Ben Mekke-i mükerremeye hacca gittim. Aslen Basra'lıyım, Basra'nın çok zengin bir tüccarıyım. Ama kesemi çaldılar, paramı hırsızlar götürdü, beş kuruşsuz kaldım. Bakkala gittim, borç, fırına gittim, borç. Veren verdi, vermeyen vermedi; ama Basra'ya mektup yazdım. Bir ayda, hatta iki ayda zor para geldi. Para gelecek, onu kullanacağım. Baktım ki her tarafım saç olmuş, bir berbere gittim. Berber de orada birini tıraş ediyor. Param da yok. Berber'e, hiç param yok, beni Allah rızası için tıraş eder misin, dedim. Hemen tıraş ettiği adamı yarıda bıraktı, gel baba, dedi. Ben oraya oturdum, o ilk tıraş olan, yahu ne oluyor? Sıra bizde! Sen beni tıraş ediyordun, niye beni bıraktın, dedi. Berber, ben seni para için tıraş ediyordum. Bunu Allah rızası için tıraş edeceğim. Sıra bunun, dedi, beni tıraş etti. Tıraştan sonra, benim Basra'dan param gelecek, geldiği zaman seni inşallah fazlasıyla mutlu ederim, dedim. Sen garipsin dedi, bir kese altın verdi. Allah Allah, böyle insanlar var mı dünyada, dedim. Basra'dan param geldi, bir torbaya iki mislini koydum, yine berbere gittim. Arkadaş, benim param geldi. Ben zaten zengin bir tüccardım, bu da benden sana dedim, torbayı verdim. Bunun üzerine berber dedi ki; Baba, al onu geri. Ben, Rabbimin rızasını parayla değişecek kadar ahmak değilim. Sen bana dedin ki; Allah rızası için. Ne demek sen biliyor musun Allahü tealanın rızası? Kimin rızasından bahsediyorsun? Beni yoktan var eden, seni yoktan var eden, hepimizi varlıkta durduran yüce Allahın rızasını, altınla, parayla değişir miyim? Ben O'na kurban olayım. Sen beni kandıramazsın, altınla, parayla Rabbimin rızasını değişemem, dedi. Onun için, Rabbimin rızası olduğu zaman, akan sular durur...

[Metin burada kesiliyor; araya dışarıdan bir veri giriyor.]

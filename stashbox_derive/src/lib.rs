//! Procedural macros used by `stashbox_core`.
//!
//! The only macro is [`macro@context`], which wraps a function returning
//! `anyhow::Result` so that every error leaving it carries an extra line of
//! context, formatted from the function's arguments.

mod args;

use crate::args::ContextArgs;
use proc_macro::TokenStream;
use proc_macro2::{Ident, Span, TokenStream as TokenStream2};
use quote::{ToTokens, quote};
use syn::{Token, parse_macro_input};

/// Adds context to every error returned by the annotated function.
///
/// ```ignore
/// #[context("Failed to read {key:?}")]
/// fn read(&self, key: &str) -> anyhow::Result<Entry> { ... }
/// ```
///
/// Prefix the message with `move,` when the body has to take ownership of
/// its captures.
#[proc_macro_attribute]
pub fn context(args: TokenStream, input: TokenStream) -> TokenStream {
	let ContextArgs { move_token, message } = parse_macro_input!(args);
	let mut function = parse_macro_input!(input as syn::ItemFn);

	let syn::ReturnType::Type(_, result_type) = &function.sig.output else {
		return syn::Error::new_spanned(&function.sig, "#[context] requires a function returning Result")
			.to_compile_error()
			.into();
	};

	let body = &function.block;
	let attach = attach_context(&message);
	let wrapped = if function.sig.asyncness.is_some() {
		wrap_async(body, result_type, move_token.as_ref(), &attach)
	} else {
		wrap_sync(body, result_type, move_token.as_ref(), &attach)
	};
	function.block.stmts = vec![syn::Stmt::Expr(syn::Expr::Verbatim(wrapped), None)];

	function.into_token_stream().into()
}

/// The `map_err` argument turning an error into `message` with the error as its cause.
fn attach_context(message: &TokenStream2) -> TokenStream2 {
	let err = Ident::new("err", Span::mixed_site());
	quote! { |#err| #err.context(format!(#message)).into() }
}

fn wrap_async(
	body: &syn::Block,
	result_type: &syn::Type,
	move_token: Option<&Token![move]>,
	attach: &TokenStream2,
) -> TokenStream2 {
	let result = Ident::new("result", Span::mixed_site());
	quote! {
		let #result: #result_type = async #move_token #body.await;
		#result.map_err(#attach)
	}
}

/// The body runs in an immediately called closure so `?` and `return` inside it
/// stop at the closure and the error passes through `map_err`.
fn wrap_sync(
	body: &syn::Block,
	result_type: &syn::Type,
	move_token: Option<&Token![move]>,
	attach: &TokenStream2,
) -> TokenStream2 {
	// owning a non-Copy marker makes the closure FnOnce, so the body may consume captures
	let marker = Ident::new("marker", Span::mixed_site());
	quote! {
		let #marker = ::core::iter::empty::<()>();
		(#move_token || -> #result_type {
			::core::mem::drop(#marker);
			#body
		})().map_err(#attach)
	}
}
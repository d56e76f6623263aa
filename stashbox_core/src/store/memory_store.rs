use super::{Store, WriteOptions};
use crate::{Blob, Entry};
use anyhow::Result;
use parking_lot::Mutex;
use regex::Regex;
use std::collections::HashMap;

#[derive(Clone, Debug)]
struct StoredValue {
	value: Blob,
	raw: bool,
}

impl StoredValue {
	fn counter(&self) -> Option<i64> {
		if !self.raw {
			return None;
		}
		self.value.to_str().ok()?.trim().parse().ok()
	}
}

/// A process-local store keeping every value in a `HashMap`.
///
/// All operations, including increment and decrement, run under one lock, so
/// concurrent counter updates are never lost.
#[derive(Debug, Default)]
pub struct MemoryStore {
	data: Mutex<HashMap<String, StoredValue>>,
}

impl MemoryStore {
	#[must_use]
	pub fn new() -> Self {
		Self::default()
	}

	#[must_use]
	pub fn len(&self) -> usize {
		self.data.lock().len()
	}

	#[must_use]
	pub fn is_empty(&self) -> bool {
		self.data.lock().is_empty()
	}

	fn modify_counter(&self, key: &str, amount: i64) -> Option<i64> {
		let mut data = self.data.lock();
		let next = match data.get(key) {
			Some(stored) => stored.counter()?.checked_add(amount)?,
			None => amount,
		};
		data.insert(
			key.to_string(),
			StoredValue {
				value: Blob::from(next.to_string()),
				raw: true,
			},
		);
		Some(next)
	}
}

impl Store for MemoryStore {
	fn write(&self, key: &str, value: &Blob, options: &WriteOptions) -> Result<bool> {
		let mut data = self.data.lock();
		if options.unless_exist && data.contains_key(key) {
			return Ok(false);
		}
		data.insert(
			key.to_string(),
			StoredValue {
				value: value.clone(),
				raw: options.raw,
			},
		);
		Ok(true)
	}

	fn read(&self, key: &str) -> Result<Entry> {
		Ok(self.data.lock().get(key).map(|stored| stored.value.clone()).into())
	}

	fn delete(&self, key: &str) -> Result<bool> {
		Ok(self.data.lock().remove(key).is_some())
	}

	fn delete_matched_under(&self, prefix: &str, pattern: &Regex) -> Result<()> {
		self.data
			.lock()
			.retain(|key, _| !key.strip_prefix(prefix).is_some_and(|rest| pattern.is_match(rest)));
		Ok(())
	}

	fn increment(&self, key: &str, amount: i64) -> Result<Option<i64>> {
		Ok(self.modify_counter(key, amount))
	}

	fn decrement(&self, key: &str, amount: i64) -> Result<Option<i64>> {
		Ok(amount.checked_neg().and_then(|negated| self.modify_counter(key, negated)))
	}

	fn clear(&self) -> Result<()> {
		self.data.lock().clear();
		Ok(())
	}

	fn cleanup(&self) -> Result<()> {
		let mut data = self.data.lock();
		data.shrink_to_fit();
		log::debug!("compacted memory store holding {} entries", data.len());
		Ok(())
	}

	fn read_multi(&self, keys: &[&str]) -> Result<HashMap<String, Entry>> {
		let data = self.data.lock();
		Ok(keys
			.iter()
			.map(|key| {
				let entry: Entry = data.get(*key).map(|stored| stored.value.clone()).into();
				((*key).to_string(), entry)
			})
			.collect())
	}
}
//! The [`Cache`] handle that applications hold on to.
//!
//! A handle stacks the pieces of this crate in a fixed order:
//!
//! ```text
//! caller key ──▶ Namespaced ──▶ LocalOverlay ──▶ Backend (null / memory / custom)
//! ```
//!
//! Keys are namespaced first, so the local overlay always works with fully
//! qualified keys. Handles derived with [`Cache::with_namespace`] therefore
//! share one overlay safely.
//!
//! # Examples
//!
//! ```rust
//! use stashbox_core::{Blob, Cache, Store, WriteOptions};
//!
//! let cache = Cache::null();
//! cache.with_local_cache(|| {
//! 	assert!(cache.write("name", &Blob::from("value"), &WriteOptions::default()).unwrap());
//! 	assert!(cache.read("name").unwrap().is_present());
//! });
//! assert!(cache.read("name").unwrap().is_absent());
//! ```

use crate::{
	Blob, Entry, Store, WriteOptions,
	config::StoreConfig,
	local::{LocalOverlay, ScopeGuard},
	namespace::Namespaced,
	store::{Backend, assert_total},
	value::{CacheValue, decode, encode},
};
use anyhow::Result;
use regex::Regex;
use stashbox_derive::context;
use std::{collections::HashMap, sync::Arc};

#[derive(Clone, Debug)]
pub struct Cache {
	store: Namespaced<LocalOverlay<Backend>>,
}

impl Cache {
	#[must_use]
	pub fn new(config: &StoreConfig) -> Self {
		Self::from_backend(Backend::new(config), config.namespace.clone())
	}

	/// Builds a handle over a caller-supplied store.
	#[must_use]
	pub fn from_store(store: impl Store + 'static) -> Self {
		Self::from_backend(Backend::custom(store), None)
	}

	#[must_use]
	pub fn null() -> Self {
		Self::from_backend(Backend::Null(crate::NullStore::new()), None)
	}

	#[must_use]
	pub fn memory() -> Self {
		Self::from_backend(Backend::Memory(crate::MemoryStore::new()), None)
	}

	fn from_backend(backend: Backend, namespace: Option<String>) -> Self {
		Self {
			store: Namespaced::new(LocalOverlay::new(Arc::new(backend)), namespace),
		}
	}

	/// Returns a handle on the same backend and local scope, under `namespace`.
	#[must_use]
	pub fn with_namespace(&self, namespace: impl Into<String>) -> Self {
		Self {
			store: Namespaced::new(self.store.inner().clone(), Some(namespace.into())),
		}
	}

	pub fn namespace(&self) -> Option<&str> {
		self.store.namespace()
	}

	pub fn backend(&self) -> &Backend {
		self.store.inner().backend()
	}

	/// Opens a local scope on the current thread. It closes when the guard drops.
	pub fn local_scope(&self) -> ScopeGuard {
		self.store.inner().enter_scope()
	}

	/// Runs `f` inside a local scope.
	///
	/// Calls nested inside an already open scope reuse it; the local cache is
	/// discarded when the outermost scope ends, even if `f` panics.
	pub fn with_local_cache<R>(&self, f: impl FnOnce() -> R) -> R {
		let _scope = self.local_scope();
		f()
	}

	pub fn has_local_cache(&self) -> bool {
		self.store.inner().is_active()
	}

	/// Returns the cached value for `key`, computing and writing it on a miss.
	#[context("Failed to fetch {key:?}")]
	pub fn fetch(&self, key: &str, options: &WriteOptions, compute: impl FnOnce() -> Result<Blob>) -> Result<Blob> {
		if let Entry::Present(value) = self.store.read(key)? {
			return Ok(value);
		}
		let value = compute()?;
		self.store.write(key, &value, options)?;
		Ok(value)
	}

	/// Writes a structured value. Structured values are never raw, so they cannot be incremented.
	#[context("Failed to write value for {key:?}")]
	pub fn write_value<V: CacheValue>(&self, key: &str, value: &V, options: &WriteOptions) -> Result<bool> {
		let options = WriteOptions {
			raw: false,
			..*options
		};
		self.store.write(key, &encode(value)?, &options)
	}

	#[context("Failed to read value for {key:?}")]
	pub fn read_value<V: CacheValue>(&self, key: &str) -> Result<Option<V>> {
		match self.store.read(key)? {
			Entry::Present(blob) => Ok(Some(decode(&blob)?)),
			Entry::Absent => Ok(None),
		}
	}
}

impl Store for Cache {
	#[context("Failed to write {key:?}")]
	fn write(&self, key: &str, value: &Blob, options: &WriteOptions) -> Result<bool> {
		self.store.write(key, value, options)
	}

	#[context("Failed to read {key:?}")]
	fn read(&self, key: &str) -> Result<Entry> {
		self.store.read(key)
	}

	#[context("Failed to delete {key:?}")]
	fn delete(&self, key: &str) -> Result<bool> {
		self.store.delete(key)
	}

	#[context("Failed to delete keys under {prefix:?} matching {:?}", pattern.as_str())]
	fn delete_matched_under(&self, prefix: &str, pattern: &Regex) -> Result<()> {
		self.store.delete_matched_under(prefix, pattern)
	}

	#[context("Failed to increment {key:?}")]
	fn increment(&self, key: &str, amount: i64) -> Result<Option<i64>> {
		self.store.increment(key, amount)
	}

	#[context("Failed to decrement {key:?}")]
	fn decrement(&self, key: &str, amount: i64) -> Result<Option<i64>> {
		self.store.decrement(key, amount)
	}

	#[context("Failed to clear cache")]
	fn clear(&self) -> Result<()> {
		self.store.clear()
	}

	#[context("Failed to clean up cache")]
	fn cleanup(&self) -> Result<()> {
		self.store.cleanup()
	}

	#[context("Failed to read {} keys", keys.len())]
	fn read_multi(&self, keys: &[&str]) -> Result<HashMap<String, Entry>> {
		let entries = self.store.read_multi(keys)?;
		assert_total(self.backend(), keys, &entries);
		Ok(entries)
	}

	#[context("Failed to check {key:?}")]
	fn exists(&self, key: &str) -> Result<bool> {
		self.store.exists(key)
	}
}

İnsanlara hizmet etmek, onları sevindirmek lazımdır. Bir kimse bir kimseyi sevindirirse, Allahü teala onun bu iyiliği için bir huri yaratır. Vefat edince, iyiliklerine karşılık ne kadar huri varsa onu kabirde karşılarlar. Ona; korkma, şimdi, münker ve nekir gelecek, sual soracaklar. Takıldığın yerde biz sana yardımcı olacağız. Bizim vazifemiz, seni burada rahatlatmak ve Cennetin kapısından içeriye sokuncaya kadar arkadaşlık etmektir, derler. Kim hizmet ederse, karşılığını burada veya ahirette mutlaka görecektir. Çünki, hadis-i şerif vardır."Men Hadime, hudime". Hizmet eden hizmet görür.

 

Bir sabah Mübarekler buyurdular ki; aynen mübareklerin sözü; vallahi, billahi, tallahi, şöyle buyurdular; "Kardeşim, sizin muvaffak olmanızın yarısı, bu güler yüzünüzdendir. Sizin başarılı olmanızın yarısı, güler yüzlü olmanızdır". Neden biliyor musunuz? Şimdi herkesin üzüntüsü, derdi var. Bir de biz ilave etmeyelim. Biz de milleti biraz ferahlandırmaya uğraşıyoruz. Çünki, o da bir ibadet. Şimdi Enver abi burada bir üzgün, süzgün olsa, herkes üzülür. Eyvah, neden Enver abi üzgün. Acaba kötü bir haber mi aldı? Acaba Mübarekler hasta mı? Borcumu arttı? Hastalığı mı arttı, diyecekler. Doksan tane fikir, öyle değil mi?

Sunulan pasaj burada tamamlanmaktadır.